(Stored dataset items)
* * * *

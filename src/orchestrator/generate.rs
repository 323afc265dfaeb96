//! 会话式生成策略：带单工具的步进循环
//!
//! 系统提示词嵌入当天日期并要求行内 [n] 引用；每步至多一次工具往返，
//! 硬上限 MAX_TEXT_STEPS。步数耗尽返回已产出的文本，不视为错误。
//! 流式路径逐事件推送并以 citations + done 收尾；批式路径只返回最终文本。

use std::sync::Arc;

use chrono::Local;
use futures_util::StreamExt;
use tokio::sync::mpsc;
use tokio_util::sync::CancellationToken;
use tracing::{debug, error, info};

use crate::citations::extract_citations;
use crate::error::PlaygroundError;
use crate::llm::{ChatMessage, LlmClient, StepDelta, StepRequest, ToolCallRequest, ToolSpec};
use crate::message::{IncomingMessage, MessagePart, Role, ToolCallState};
use crate::orchestrator::events::StreamEvent;
use crate::tools::Tool;

/// 单次请求的最大模型步数
pub const MAX_TEXT_STEPS: usize = 10;

/// 系统提示词：日期按请求计算，引用紧跟陈述
pub fn system_prompt() -> String {
    let today = Local::now().format("%A, %B %-d, %Y");
    format!(
        "Today is {today}. Answer using search results. Place citations immediately after \
         each statement like \"fact [1]\" or \"claim [2][3]\", not grouped at the end. \
         Citation numbers correspond to search result order. Write in well formatted MD."
    )
}

/// 请求消息 -> LLM 消息（系统提示词在最前）
fn build_conversation(messages: &[IncomingMessage]) -> Vec<ChatMessage> {
    let mut out = vec![ChatMessage::System(system_prompt())];
    for msg in messages {
        let text = msg.joined_text();
        match msg.role {
            Role::User => out.push(ChatMessage::User(text)),
            Role::Assistant => out.push(ChatMessage::Assistant {
                text,
                tool_calls: Vec::new(),
            }),
            Role::System => out.push(ChatMessage::System(text)),
        }
    }
    out
}

fn tool_spec(tool: &dyn Tool) -> ToolSpec {
    ToolSpec {
        name: tool.name().to_string(),
        description: tool.description().to_string(),
        parameters: tool.parameters_schema(),
    }
}

/// 执行一次工具调用，把结果（或错误文本）回填为 ToolResult 消息
async fn run_tool_call(
    tool: &dyn Tool,
    call: &ToolCallRequest,
) -> (ChatMessage, Result<serde_json::Value, String>) {
    let result = if call.name == tool.name() {
        tool.execute(call.arguments.clone()).await
    } else {
        Err(format!("unknown tool: {}", call.name))
    };
    let content = match &result {
        Ok(output) => output.to_string(),
        Err(e) => format!("Tool execution failed: {e}"),
    };
    (
        ChatMessage::ToolResult {
            call_id: call.id.clone(),
            content,
        },
        result,
    )
}

/// 批式生成：步进到模型停止调工具，或步数耗尽；返回最后产出的文本
pub async fn run_generate(
    llm: &dyn LlmClient,
    tool: Arc<dyn Tool>,
    model: &str,
    messages: &[IncomingMessage],
) -> Result<String, PlaygroundError> {
    let mut conversation = build_conversation(messages);
    let spec = tool_spec(tool.as_ref());
    let mut text = String::new();

    for step in 0..MAX_TEXT_STEPS {
        let req = StepRequest::new(model, conversation.clone()).with_tool(spec.clone());
        let outcome = llm.step(&req).await?;
        if !outcome.text.is_empty() {
            text = outcome.text.clone();
        }

        if outcome.tool_calls.is_empty() {
            debug!(step, "generation settled");
            return Ok(text);
        }

        conversation.push(ChatMessage::Assistant {
            text: outcome.text.clone(),
            tool_calls: outcome.tool_calls.clone(),
        });
        for call in &outcome.tool_calls {
            let (result_msg, _) = run_tool_call(tool.as_ref(), call).await;
            conversation.push(result_msg);
        }
    }

    // 步数耗尽：返回目前为止的文本
    info!(steps = MAX_TEXT_STEPS, "step budget exhausted");
    Ok(text)
}

/// 流式生成：事件推入通道，调用方负责编码为 NDJSON。
/// 连接断开时取消令牌触发，循环尽快退出。
pub fn run_stream(
    llm: Arc<dyn LlmClient>,
    tool: Arc<dyn Tool>,
    model: String,
    messages: Vec<IncomingMessage>,
    cancel: CancellationToken,
) -> mpsc::UnboundedReceiver<StreamEvent> {
    let (tx, rx) = mpsc::unbounded_channel();

    tokio::spawn(async move {
        let mut conversation = build_conversation(&messages);
        let spec = tool_spec(tool.as_ref());
        // 工具部件的有序记录，收尾时用于引用提取
        let mut parts: Vec<MessagePart> = Vec::new();

        for _step in 0..MAX_TEXT_STEPS {
            if cancel.is_cancelled() {
                return;
            }

            let req = StepRequest::new(&model, conversation.clone()).with_tool(spec.clone());
            let stream = tokio::select! {
                _ = cancel.cancelled() => return,
                result = llm.step_stream(&req) => result,
            };
            let mut stream = match stream {
                Ok(stream) => stream,
                Err(e) => {
                    error!(error = %e, "llm step failed");
                    let _ = tx.send(StreamEvent::Error {
                        error: e.to_string(),
                    });
                    return;
                }
            };

            let mut step_text = String::new();
            let mut tool_calls: Vec<ToolCallRequest> = Vec::new();
            loop {
                let delta = tokio::select! {
                    _ = cancel.cancelled() => return,
                    delta = stream.next() => delta,
                };
                match delta {
                    Some(Ok(StepDelta::Text(delta))) => {
                        step_text.push_str(&delta);
                        let _ = tx.send(StreamEvent::TextDelta { delta });
                    }
                    Some(Ok(StepDelta::ToolCall(call))) => tool_calls.push(call),
                    Some(Err(e)) => {
                        error!(error = %e, "llm stream failed");
                        let _ = tx.send(StreamEvent::Error {
                            error: e.to_string(),
                        });
                        return;
                    }
                    None => break,
                }
            }

            if tool_calls.is_empty() {
                let _ = tx.send(StreamEvent::Citations {
                    citations: extract_citations(&parts),
                });
                let _ = tx.send(StreamEvent::Done);
                return;
            }

            conversation.push(ChatMessage::Assistant {
                text: step_text,
                tool_calls: tool_calls.clone(),
            });
            for call in &tool_calls {
                let _ = tx.send(StreamEvent::ToolInputAvailable {
                    tool: call.name.clone(),
                    input: call.arguments.clone(),
                });
                let (result_msg, result) = run_tool_call(tool.as_ref(), call).await;
                match result {
                    Ok(output) => {
                        let _ = tx.send(StreamEvent::ToolOutputAvailable {
                            tool: call.name.clone(),
                            output: output.clone(),
                        });
                        parts.push(MessagePart::Tool {
                            tool: call.name.clone(),
                            state: ToolCallState::OutputAvailable,
                            input: call.arguments.clone(),
                            output: Some(output),
                            error: None,
                        });
                    }
                    Err(e) => {
                        let _ = tx.send(StreamEvent::ToolOutputError {
                            tool: call.name.clone(),
                            error: e.clone(),
                        });
                        parts.push(MessagePart::Tool {
                            tool: call.name.clone(),
                            state: ToolCallState::OutputError,
                            input: call.arguments.clone(),
                            output: None,
                            error: Some(e),
                        });
                    }
                }
                conversation.push(result_msg);
            }
        }

        // 步数耗尽：按正常路径收尾
        info!(steps = MAX_TEXT_STEPS, "step budget exhausted");
        let _ = tx.send(StreamEvent::Citations {
            citations: extract_citations(&parts),
        });
        let _ = tx.send(StreamEvent::Done);
    });

    rx
}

* * * *

→ Aim of the exercise: Return each line from the entries above that includes "parts".

→ Reply to the task:
        let mut parts: Vec<MessagePart> = Vec::new();
                    citations: extract_citations(&parts),
                        parts.push(MessagePart::Tool {
                        parts.push(MessagePart::Tool {
            citations: extract_citations(&parts),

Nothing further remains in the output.